» **About this task**
Count the lines below that hold the string "never". Give only that number.

» **Data for analysis**
****

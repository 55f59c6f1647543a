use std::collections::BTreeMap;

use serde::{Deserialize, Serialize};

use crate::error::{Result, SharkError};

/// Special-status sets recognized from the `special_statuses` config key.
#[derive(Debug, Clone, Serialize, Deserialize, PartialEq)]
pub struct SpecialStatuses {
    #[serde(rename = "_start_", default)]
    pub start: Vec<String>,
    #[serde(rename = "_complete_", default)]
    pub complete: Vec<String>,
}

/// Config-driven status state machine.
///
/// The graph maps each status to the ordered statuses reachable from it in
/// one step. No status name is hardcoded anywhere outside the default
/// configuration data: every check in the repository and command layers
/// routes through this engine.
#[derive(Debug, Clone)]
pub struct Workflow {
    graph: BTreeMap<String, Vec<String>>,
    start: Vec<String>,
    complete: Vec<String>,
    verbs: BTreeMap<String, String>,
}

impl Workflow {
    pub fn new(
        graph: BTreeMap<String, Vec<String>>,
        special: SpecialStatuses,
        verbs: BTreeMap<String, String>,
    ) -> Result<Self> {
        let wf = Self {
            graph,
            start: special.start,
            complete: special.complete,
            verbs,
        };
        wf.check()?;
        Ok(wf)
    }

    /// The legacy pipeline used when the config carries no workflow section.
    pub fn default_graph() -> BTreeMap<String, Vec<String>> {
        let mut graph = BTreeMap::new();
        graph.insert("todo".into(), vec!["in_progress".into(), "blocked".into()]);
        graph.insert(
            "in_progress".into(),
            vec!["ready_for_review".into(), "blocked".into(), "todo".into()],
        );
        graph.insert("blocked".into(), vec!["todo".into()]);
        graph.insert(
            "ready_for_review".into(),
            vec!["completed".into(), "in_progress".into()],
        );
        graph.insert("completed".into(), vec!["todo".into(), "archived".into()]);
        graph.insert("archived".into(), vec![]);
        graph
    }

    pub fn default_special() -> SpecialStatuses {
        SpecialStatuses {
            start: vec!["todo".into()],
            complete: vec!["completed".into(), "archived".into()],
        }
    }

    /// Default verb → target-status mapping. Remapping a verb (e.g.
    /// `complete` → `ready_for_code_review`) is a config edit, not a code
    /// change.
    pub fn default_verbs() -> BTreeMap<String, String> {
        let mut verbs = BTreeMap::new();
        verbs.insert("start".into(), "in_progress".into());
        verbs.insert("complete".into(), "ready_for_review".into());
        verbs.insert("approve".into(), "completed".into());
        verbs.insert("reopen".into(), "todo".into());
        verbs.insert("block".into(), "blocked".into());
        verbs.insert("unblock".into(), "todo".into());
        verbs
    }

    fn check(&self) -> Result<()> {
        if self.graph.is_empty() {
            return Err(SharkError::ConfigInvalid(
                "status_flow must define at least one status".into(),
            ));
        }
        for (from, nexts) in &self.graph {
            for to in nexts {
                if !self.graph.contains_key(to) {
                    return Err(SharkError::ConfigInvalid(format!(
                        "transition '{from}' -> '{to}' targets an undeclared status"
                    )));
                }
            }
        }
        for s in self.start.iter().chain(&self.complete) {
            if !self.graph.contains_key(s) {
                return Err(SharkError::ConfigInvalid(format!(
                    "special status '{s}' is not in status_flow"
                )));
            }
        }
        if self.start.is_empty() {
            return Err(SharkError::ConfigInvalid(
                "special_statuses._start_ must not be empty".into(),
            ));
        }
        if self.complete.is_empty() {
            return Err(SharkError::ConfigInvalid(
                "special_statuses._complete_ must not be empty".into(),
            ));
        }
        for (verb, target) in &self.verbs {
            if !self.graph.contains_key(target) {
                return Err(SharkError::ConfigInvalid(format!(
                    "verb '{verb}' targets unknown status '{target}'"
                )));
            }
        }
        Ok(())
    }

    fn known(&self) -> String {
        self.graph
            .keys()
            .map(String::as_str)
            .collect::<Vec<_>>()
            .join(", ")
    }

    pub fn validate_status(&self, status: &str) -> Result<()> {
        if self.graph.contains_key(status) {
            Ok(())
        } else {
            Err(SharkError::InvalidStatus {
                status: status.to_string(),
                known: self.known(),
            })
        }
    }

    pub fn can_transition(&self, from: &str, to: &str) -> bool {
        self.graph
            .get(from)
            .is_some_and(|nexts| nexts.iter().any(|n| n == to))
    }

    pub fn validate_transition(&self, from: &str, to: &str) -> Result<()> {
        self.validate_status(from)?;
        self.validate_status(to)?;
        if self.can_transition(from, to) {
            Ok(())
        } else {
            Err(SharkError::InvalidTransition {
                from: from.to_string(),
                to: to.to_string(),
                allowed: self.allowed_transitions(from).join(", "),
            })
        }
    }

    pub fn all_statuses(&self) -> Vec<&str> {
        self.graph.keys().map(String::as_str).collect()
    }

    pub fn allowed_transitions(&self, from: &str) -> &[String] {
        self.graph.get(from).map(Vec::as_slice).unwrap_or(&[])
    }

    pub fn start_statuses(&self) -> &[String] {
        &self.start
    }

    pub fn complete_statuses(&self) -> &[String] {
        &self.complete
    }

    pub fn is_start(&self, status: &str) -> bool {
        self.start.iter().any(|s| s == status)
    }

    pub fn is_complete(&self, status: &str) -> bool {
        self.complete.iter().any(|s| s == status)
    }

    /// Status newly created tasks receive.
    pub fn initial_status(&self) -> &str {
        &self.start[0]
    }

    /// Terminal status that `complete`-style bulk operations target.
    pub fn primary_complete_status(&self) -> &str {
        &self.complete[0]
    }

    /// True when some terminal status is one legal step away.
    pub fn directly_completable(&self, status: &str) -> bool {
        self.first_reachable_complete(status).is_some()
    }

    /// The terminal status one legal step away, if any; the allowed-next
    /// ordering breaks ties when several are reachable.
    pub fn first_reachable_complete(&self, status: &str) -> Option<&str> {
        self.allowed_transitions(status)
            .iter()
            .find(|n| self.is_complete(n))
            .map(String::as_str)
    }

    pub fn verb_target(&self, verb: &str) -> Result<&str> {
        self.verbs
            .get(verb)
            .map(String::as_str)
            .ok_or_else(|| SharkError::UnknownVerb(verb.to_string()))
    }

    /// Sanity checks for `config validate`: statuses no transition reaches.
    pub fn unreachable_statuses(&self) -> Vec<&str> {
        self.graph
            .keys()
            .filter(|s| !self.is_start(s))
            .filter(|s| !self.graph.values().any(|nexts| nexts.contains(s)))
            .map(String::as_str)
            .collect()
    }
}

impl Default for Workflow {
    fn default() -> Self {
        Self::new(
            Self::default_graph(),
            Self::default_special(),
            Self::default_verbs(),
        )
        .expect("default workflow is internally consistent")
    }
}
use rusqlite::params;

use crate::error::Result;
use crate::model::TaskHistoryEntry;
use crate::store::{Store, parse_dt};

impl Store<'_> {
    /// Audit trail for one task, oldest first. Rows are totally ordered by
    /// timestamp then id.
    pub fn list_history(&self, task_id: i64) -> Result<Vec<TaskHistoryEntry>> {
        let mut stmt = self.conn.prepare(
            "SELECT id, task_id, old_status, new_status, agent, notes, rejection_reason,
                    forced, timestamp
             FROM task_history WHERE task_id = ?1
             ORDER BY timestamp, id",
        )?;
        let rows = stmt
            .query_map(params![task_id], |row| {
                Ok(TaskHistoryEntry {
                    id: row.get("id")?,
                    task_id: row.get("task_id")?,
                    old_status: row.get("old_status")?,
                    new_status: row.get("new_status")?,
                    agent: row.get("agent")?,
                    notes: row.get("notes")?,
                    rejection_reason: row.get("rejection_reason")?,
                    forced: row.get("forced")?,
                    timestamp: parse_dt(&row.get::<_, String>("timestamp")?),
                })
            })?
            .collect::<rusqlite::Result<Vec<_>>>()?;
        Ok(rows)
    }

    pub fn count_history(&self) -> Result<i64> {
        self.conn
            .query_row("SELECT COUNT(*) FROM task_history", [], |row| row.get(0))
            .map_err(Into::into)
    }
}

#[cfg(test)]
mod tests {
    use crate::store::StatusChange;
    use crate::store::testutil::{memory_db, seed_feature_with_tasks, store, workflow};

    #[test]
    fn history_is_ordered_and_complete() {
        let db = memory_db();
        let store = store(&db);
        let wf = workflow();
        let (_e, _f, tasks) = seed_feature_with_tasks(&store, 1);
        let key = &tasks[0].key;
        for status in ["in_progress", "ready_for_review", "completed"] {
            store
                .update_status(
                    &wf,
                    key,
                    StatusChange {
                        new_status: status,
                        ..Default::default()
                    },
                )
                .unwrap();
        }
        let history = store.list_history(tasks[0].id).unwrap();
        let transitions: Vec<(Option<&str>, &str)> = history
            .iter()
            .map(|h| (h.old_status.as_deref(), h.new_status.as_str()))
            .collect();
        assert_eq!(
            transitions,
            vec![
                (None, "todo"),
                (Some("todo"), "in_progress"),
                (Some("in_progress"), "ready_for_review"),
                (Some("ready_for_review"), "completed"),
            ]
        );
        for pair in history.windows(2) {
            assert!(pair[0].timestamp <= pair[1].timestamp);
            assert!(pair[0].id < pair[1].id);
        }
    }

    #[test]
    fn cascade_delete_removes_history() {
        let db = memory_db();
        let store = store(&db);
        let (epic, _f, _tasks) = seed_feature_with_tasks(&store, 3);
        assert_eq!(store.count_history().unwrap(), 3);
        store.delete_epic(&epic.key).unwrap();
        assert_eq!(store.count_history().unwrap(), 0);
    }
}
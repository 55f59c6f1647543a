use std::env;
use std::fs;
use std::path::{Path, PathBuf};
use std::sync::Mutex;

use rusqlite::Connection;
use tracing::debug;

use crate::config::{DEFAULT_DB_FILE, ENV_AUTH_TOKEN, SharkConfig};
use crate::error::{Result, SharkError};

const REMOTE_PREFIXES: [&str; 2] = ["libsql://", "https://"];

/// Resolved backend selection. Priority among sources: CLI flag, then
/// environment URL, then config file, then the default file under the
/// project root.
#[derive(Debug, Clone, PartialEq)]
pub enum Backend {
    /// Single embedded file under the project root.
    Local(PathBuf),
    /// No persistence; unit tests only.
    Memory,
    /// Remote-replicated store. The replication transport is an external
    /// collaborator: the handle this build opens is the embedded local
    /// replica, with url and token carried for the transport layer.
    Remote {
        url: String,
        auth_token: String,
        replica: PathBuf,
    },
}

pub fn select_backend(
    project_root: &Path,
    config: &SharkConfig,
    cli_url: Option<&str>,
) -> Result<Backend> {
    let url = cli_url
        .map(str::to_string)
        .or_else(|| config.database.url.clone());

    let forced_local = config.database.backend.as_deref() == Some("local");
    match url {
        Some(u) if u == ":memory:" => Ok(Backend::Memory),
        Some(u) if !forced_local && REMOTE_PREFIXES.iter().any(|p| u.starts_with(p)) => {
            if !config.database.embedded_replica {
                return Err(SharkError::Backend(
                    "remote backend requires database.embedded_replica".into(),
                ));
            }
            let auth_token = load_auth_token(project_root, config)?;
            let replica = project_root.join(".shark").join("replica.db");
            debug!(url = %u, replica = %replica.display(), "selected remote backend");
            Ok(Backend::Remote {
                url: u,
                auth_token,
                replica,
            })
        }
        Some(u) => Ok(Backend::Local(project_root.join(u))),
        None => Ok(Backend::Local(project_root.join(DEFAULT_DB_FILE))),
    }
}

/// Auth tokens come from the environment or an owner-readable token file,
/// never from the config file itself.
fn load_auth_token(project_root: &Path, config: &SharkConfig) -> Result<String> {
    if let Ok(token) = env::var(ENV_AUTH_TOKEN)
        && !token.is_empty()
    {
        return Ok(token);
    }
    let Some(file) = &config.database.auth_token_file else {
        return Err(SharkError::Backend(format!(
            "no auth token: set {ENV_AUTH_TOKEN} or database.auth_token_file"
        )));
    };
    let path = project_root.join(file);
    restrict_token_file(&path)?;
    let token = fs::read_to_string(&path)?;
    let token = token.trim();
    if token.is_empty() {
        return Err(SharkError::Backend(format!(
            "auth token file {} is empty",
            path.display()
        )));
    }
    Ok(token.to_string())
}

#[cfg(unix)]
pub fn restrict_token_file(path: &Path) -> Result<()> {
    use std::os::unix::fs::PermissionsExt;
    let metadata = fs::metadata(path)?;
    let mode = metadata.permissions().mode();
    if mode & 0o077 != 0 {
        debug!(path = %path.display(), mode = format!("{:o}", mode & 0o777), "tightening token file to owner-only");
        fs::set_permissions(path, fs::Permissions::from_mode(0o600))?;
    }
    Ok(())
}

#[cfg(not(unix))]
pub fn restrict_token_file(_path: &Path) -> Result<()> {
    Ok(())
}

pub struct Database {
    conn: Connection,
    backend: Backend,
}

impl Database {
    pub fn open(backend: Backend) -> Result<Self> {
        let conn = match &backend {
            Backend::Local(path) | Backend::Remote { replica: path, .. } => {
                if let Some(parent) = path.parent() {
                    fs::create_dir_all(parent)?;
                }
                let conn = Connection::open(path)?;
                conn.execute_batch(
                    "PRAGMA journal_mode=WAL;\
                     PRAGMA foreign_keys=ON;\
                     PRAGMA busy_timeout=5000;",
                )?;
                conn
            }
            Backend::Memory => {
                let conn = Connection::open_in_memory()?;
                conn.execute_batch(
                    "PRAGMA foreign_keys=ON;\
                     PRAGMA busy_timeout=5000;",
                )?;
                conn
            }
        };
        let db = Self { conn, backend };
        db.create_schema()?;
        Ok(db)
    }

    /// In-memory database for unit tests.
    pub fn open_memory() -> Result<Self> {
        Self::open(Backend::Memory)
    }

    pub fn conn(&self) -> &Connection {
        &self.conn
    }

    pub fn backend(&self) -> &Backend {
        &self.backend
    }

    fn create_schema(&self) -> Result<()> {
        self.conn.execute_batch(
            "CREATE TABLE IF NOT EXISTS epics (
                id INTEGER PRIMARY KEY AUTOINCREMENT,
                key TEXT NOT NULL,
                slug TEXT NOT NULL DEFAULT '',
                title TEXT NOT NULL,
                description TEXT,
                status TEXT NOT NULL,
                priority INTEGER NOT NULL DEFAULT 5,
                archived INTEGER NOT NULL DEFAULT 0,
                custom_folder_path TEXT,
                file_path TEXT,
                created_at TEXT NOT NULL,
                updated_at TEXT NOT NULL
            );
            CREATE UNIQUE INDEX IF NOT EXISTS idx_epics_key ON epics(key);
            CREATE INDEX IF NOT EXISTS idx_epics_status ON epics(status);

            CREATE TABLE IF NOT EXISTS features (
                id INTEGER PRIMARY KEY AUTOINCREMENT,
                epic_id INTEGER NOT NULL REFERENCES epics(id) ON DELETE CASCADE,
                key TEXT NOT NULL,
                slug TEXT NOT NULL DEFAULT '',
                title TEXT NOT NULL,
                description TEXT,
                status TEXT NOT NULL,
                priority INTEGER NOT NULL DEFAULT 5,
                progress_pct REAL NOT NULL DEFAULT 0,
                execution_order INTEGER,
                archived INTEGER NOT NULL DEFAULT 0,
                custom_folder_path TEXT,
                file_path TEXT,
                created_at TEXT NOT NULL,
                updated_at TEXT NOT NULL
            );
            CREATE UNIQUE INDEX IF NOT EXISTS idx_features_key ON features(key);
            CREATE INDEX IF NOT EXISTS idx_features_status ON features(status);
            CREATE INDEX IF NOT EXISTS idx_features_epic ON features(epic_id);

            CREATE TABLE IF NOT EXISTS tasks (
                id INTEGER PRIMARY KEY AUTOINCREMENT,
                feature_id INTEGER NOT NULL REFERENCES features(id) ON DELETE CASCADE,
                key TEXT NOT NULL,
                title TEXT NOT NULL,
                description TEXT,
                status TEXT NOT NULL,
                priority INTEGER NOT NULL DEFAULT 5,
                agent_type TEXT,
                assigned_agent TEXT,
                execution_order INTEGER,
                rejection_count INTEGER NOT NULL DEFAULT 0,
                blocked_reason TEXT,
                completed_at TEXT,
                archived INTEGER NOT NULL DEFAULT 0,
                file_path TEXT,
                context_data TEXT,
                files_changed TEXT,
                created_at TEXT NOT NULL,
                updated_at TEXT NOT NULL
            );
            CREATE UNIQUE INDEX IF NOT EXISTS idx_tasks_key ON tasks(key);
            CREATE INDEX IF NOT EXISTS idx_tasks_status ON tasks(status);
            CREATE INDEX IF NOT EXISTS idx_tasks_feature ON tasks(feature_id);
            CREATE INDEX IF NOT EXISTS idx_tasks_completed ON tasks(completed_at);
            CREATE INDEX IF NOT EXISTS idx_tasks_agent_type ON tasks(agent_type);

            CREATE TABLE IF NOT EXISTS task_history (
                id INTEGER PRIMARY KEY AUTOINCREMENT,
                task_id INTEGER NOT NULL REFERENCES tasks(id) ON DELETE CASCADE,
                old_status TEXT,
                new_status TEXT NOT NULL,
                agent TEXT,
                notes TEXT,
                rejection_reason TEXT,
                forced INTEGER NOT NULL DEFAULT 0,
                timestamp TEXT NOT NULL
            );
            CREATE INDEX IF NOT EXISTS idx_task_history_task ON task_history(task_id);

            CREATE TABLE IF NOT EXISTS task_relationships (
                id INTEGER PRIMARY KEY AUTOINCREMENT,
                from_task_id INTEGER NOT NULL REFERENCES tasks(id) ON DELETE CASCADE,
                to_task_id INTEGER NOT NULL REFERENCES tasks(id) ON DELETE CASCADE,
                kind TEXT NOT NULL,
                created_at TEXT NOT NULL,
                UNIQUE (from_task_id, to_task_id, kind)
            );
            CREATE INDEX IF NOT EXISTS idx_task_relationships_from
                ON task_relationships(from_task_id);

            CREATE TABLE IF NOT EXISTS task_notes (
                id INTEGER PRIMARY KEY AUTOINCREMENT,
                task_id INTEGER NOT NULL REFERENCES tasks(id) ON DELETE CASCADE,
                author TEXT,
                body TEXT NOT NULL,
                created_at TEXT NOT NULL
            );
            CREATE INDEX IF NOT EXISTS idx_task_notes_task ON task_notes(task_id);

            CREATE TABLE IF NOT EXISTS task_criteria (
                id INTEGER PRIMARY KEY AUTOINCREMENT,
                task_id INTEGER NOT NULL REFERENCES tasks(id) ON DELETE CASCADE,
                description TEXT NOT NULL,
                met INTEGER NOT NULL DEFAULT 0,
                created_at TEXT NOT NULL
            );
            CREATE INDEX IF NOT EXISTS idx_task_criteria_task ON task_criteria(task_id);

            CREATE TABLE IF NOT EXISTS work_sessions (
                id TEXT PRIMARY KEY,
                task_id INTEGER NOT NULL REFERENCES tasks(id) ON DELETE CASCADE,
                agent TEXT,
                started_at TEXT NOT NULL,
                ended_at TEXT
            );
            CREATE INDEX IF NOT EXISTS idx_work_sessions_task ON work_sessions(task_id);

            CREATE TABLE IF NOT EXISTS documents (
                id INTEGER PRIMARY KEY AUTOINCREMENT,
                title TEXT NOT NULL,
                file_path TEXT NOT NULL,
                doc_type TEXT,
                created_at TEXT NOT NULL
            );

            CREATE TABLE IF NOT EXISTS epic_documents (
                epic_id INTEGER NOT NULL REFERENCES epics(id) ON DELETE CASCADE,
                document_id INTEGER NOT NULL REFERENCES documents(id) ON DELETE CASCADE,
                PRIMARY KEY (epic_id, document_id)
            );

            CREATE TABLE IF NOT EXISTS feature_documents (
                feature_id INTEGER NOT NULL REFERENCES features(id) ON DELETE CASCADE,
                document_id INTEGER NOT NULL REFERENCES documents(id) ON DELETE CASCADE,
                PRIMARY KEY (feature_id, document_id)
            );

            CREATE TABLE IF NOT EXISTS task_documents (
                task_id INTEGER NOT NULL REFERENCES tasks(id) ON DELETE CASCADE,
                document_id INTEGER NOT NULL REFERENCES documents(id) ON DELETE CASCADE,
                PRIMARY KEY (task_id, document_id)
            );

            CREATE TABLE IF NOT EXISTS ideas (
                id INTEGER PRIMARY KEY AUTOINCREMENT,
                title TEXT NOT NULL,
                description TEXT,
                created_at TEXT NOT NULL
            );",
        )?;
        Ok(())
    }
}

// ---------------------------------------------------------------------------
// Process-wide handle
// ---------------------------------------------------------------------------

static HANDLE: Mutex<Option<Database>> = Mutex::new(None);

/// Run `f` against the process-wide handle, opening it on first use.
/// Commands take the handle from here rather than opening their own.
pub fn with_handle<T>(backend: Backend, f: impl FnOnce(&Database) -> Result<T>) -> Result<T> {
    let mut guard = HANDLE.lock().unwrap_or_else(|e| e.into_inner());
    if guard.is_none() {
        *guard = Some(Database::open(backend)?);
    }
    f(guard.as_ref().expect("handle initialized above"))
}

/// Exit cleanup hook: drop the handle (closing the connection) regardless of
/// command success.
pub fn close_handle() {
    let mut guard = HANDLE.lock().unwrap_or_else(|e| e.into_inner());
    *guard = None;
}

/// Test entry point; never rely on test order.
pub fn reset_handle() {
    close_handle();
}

****

» **Exercise answer**
2